Return the lines of the data below exactly. Start at the first and end with the line containing "can draw the".

(Stored data entries)
[Start of Attachment]
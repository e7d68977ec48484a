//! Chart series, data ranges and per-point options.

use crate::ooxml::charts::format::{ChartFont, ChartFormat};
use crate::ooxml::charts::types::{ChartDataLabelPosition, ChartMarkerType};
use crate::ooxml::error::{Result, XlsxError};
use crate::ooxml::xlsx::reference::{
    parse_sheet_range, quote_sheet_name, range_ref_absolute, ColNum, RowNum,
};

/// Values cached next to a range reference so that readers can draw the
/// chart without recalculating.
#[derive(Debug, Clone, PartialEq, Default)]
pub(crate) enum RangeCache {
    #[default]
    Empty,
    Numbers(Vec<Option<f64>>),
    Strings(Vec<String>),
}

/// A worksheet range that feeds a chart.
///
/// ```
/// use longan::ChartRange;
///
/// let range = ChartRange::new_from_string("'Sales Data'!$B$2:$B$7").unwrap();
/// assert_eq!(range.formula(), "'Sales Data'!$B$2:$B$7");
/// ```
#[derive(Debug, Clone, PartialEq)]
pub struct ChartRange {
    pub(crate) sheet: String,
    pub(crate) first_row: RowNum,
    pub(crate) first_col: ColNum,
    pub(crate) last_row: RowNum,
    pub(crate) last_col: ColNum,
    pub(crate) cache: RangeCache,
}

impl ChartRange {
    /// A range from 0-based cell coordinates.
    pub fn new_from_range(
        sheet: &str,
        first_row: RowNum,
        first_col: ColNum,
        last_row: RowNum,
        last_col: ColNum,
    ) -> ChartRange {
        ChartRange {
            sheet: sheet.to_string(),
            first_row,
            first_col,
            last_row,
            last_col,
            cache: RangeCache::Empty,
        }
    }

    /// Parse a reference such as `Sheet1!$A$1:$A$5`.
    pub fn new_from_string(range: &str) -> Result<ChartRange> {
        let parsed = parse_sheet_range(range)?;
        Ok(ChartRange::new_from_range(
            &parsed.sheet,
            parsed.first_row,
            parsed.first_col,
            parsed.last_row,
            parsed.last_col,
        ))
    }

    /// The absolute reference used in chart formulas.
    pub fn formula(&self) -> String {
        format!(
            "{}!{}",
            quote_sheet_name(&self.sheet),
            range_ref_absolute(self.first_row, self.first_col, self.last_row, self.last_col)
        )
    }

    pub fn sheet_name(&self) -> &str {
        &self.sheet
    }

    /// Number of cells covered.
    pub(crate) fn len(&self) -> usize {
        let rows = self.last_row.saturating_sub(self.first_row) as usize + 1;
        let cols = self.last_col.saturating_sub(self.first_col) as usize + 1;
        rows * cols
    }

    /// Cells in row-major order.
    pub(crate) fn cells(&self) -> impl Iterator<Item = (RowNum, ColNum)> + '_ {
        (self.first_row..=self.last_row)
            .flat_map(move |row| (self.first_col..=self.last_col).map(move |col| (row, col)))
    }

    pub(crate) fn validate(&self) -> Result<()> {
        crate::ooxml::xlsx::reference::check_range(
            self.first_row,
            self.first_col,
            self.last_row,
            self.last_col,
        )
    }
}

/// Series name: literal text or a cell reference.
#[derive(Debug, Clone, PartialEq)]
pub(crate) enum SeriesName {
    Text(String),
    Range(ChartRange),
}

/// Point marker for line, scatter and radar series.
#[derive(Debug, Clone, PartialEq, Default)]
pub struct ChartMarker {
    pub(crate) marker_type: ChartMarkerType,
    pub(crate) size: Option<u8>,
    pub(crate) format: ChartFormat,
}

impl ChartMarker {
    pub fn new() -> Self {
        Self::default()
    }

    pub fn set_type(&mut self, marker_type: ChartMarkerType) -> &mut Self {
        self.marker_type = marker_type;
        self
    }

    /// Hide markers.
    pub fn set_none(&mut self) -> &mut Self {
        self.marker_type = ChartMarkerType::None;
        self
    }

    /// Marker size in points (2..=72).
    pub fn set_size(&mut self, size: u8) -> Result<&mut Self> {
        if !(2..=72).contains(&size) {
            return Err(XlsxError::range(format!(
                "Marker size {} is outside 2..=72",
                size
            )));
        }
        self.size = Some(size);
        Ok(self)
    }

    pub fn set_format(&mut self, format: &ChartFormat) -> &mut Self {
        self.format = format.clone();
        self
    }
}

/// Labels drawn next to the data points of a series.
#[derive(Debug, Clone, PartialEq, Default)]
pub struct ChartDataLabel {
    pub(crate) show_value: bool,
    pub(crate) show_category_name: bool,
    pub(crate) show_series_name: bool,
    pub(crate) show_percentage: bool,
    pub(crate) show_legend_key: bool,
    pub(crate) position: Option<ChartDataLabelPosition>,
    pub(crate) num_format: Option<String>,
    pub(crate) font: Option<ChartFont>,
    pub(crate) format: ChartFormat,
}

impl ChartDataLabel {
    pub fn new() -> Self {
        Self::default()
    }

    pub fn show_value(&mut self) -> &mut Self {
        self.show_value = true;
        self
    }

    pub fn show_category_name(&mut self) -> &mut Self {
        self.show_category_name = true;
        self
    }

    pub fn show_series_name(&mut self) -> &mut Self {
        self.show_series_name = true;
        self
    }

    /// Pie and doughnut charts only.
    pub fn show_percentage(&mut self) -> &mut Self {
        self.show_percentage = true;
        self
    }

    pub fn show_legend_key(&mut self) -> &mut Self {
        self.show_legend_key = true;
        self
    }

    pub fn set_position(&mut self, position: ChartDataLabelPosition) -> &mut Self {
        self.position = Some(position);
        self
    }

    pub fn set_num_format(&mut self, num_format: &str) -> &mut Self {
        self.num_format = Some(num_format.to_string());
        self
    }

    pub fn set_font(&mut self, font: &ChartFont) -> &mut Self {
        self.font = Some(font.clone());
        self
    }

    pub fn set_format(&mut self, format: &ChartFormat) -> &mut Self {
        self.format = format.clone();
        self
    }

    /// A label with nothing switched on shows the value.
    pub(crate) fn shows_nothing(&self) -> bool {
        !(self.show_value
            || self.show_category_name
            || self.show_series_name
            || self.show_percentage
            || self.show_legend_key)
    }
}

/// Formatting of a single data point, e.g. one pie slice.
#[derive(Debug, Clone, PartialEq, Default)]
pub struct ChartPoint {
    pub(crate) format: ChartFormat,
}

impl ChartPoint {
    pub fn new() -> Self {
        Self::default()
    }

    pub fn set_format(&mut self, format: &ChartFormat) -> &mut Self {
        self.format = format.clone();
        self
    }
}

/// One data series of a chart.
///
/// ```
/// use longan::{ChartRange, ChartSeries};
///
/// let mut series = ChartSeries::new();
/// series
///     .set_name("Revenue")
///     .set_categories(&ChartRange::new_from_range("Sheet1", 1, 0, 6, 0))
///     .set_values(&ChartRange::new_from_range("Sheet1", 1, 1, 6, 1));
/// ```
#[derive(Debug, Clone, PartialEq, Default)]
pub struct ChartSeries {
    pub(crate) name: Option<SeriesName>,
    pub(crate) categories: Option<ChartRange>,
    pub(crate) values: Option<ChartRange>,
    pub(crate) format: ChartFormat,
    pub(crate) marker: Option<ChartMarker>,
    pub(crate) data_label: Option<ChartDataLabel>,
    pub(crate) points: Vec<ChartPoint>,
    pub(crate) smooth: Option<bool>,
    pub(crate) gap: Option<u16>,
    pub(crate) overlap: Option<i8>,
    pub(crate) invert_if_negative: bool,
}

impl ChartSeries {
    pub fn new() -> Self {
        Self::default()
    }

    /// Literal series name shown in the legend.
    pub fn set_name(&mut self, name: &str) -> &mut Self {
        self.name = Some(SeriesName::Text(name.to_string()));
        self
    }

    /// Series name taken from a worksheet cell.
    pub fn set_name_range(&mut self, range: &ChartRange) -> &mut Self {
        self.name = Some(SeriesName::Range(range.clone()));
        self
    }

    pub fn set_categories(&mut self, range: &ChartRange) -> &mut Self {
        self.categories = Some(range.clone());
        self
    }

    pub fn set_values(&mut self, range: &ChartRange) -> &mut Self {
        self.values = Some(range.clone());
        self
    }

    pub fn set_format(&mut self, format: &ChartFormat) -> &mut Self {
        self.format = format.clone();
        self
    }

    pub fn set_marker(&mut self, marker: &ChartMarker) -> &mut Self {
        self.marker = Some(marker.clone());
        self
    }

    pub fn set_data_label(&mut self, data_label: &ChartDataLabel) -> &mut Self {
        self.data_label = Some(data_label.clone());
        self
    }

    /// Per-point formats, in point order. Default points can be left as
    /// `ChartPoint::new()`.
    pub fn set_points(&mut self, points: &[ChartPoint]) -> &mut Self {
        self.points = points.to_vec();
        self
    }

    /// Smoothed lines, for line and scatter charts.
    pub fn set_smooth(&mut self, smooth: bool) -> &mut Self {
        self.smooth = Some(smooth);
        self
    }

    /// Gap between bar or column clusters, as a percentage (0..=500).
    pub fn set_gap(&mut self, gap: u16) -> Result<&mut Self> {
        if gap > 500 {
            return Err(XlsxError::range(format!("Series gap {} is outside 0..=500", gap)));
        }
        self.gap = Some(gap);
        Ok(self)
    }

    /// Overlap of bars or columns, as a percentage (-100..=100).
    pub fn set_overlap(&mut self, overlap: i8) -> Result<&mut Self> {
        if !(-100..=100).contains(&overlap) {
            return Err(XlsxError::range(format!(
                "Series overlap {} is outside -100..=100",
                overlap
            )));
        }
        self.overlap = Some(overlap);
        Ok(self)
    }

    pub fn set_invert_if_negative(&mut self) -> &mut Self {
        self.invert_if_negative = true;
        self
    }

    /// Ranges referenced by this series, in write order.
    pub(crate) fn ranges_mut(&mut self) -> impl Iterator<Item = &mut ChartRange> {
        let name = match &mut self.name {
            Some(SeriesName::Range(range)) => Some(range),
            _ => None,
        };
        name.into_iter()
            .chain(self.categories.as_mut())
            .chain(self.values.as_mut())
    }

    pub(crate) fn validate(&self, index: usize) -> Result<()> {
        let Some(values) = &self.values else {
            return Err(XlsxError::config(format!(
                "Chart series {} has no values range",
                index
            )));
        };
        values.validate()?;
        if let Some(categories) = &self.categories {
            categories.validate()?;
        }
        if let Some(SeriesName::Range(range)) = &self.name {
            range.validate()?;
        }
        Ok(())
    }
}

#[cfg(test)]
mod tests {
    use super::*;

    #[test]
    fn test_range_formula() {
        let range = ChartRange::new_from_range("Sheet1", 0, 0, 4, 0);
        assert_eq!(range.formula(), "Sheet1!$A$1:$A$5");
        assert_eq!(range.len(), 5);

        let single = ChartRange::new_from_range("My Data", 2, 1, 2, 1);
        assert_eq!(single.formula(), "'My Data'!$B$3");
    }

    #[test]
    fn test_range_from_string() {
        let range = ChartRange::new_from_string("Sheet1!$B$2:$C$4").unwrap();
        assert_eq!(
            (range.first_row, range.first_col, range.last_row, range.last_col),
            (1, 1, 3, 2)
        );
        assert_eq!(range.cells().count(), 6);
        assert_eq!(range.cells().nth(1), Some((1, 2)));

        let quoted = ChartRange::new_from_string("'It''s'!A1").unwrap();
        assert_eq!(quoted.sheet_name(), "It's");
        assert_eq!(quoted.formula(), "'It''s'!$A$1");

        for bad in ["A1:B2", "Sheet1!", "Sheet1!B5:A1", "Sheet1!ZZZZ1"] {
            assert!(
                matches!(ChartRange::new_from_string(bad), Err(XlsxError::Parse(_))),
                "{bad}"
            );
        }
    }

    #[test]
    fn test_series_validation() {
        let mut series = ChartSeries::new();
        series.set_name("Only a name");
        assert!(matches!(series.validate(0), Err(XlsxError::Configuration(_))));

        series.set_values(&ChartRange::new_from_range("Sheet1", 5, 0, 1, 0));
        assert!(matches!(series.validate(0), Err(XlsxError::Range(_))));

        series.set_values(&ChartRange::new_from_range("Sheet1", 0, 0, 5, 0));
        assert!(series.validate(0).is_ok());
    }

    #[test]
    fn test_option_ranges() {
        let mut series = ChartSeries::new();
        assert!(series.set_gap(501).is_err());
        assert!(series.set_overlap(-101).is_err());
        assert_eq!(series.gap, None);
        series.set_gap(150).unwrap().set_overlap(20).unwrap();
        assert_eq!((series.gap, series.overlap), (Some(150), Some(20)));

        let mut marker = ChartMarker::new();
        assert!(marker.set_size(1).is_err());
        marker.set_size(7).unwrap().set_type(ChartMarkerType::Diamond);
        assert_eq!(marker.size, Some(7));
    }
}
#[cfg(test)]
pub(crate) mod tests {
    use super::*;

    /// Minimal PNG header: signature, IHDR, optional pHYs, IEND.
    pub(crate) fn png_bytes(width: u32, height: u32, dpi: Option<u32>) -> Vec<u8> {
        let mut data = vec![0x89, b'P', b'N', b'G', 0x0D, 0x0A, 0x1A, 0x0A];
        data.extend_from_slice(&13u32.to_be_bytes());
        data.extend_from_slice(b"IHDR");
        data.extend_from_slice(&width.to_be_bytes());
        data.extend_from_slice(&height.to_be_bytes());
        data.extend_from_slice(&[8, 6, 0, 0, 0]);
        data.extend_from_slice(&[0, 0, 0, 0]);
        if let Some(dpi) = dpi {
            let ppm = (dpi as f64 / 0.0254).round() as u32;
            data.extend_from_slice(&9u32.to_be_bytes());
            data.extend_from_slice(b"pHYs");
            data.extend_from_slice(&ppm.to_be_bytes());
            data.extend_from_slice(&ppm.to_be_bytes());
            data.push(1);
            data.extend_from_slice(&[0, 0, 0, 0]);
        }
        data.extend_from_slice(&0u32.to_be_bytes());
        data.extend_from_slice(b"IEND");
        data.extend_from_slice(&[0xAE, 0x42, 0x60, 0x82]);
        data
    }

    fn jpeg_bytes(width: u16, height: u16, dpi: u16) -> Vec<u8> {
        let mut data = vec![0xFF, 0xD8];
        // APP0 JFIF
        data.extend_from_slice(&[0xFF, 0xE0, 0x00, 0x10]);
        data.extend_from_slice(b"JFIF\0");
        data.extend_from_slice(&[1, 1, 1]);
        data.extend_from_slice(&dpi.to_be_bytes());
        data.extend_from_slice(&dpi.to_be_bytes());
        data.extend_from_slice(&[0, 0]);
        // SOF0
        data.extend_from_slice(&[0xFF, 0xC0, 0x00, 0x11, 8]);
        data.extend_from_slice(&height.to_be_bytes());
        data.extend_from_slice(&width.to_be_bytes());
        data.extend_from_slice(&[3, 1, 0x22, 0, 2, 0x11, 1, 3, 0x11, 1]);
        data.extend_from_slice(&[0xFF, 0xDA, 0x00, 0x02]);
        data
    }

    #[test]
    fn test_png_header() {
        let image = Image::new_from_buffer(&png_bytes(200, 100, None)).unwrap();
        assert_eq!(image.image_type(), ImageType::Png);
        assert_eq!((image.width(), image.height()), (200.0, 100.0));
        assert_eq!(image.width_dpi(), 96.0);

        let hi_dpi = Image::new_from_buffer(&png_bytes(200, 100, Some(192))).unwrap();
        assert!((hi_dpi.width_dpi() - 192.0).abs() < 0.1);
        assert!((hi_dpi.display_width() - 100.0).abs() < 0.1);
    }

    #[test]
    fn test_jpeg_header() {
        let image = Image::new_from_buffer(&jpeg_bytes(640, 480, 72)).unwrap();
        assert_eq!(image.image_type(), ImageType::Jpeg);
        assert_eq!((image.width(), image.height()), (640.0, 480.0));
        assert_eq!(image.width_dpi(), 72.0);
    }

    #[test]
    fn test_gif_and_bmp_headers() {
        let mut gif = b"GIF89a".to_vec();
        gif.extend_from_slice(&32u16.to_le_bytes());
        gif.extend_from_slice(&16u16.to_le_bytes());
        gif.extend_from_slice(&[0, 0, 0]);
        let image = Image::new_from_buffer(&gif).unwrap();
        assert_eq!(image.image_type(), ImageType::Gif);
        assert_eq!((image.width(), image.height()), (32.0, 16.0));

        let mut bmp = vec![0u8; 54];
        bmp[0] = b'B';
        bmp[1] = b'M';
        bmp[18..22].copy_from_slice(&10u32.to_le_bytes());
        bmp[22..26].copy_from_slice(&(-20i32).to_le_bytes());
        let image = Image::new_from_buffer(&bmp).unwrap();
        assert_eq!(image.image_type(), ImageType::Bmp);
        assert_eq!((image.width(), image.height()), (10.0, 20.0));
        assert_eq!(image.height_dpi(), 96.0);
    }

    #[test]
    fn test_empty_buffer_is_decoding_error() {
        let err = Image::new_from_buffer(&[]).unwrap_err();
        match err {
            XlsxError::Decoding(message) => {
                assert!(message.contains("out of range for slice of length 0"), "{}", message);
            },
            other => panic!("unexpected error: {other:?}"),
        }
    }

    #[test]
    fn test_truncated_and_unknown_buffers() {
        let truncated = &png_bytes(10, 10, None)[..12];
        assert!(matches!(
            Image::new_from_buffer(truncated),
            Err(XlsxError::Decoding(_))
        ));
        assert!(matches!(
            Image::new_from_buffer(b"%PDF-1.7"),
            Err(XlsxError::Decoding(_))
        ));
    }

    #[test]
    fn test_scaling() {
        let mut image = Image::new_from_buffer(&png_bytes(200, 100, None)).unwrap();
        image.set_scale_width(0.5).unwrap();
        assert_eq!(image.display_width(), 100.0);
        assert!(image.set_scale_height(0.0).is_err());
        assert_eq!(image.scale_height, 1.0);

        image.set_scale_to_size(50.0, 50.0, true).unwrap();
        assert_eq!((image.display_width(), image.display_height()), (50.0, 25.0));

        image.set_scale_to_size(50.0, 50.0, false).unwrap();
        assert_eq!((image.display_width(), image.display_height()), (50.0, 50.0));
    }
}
[End of Attachment]
- [The completed task]:
repository e7d68977ec48484a
//! Chart series, data ranges and per-point options.

use crate::ooxml::charts::format::{ChartFont, ChartFormat};
use crate::ooxml::charts::types::{ChartDataLabelPosition, ChartMarkerType};
use crate::ooxml::error::{Result, XlsxError};
use crate::ooxml::xlsx::reference::{
    parse_sheet_range, quote_sheet_name, range_ref_absolute, ColNum, RowNum,
};

/// Values cached next to a range reference so that readers can draw the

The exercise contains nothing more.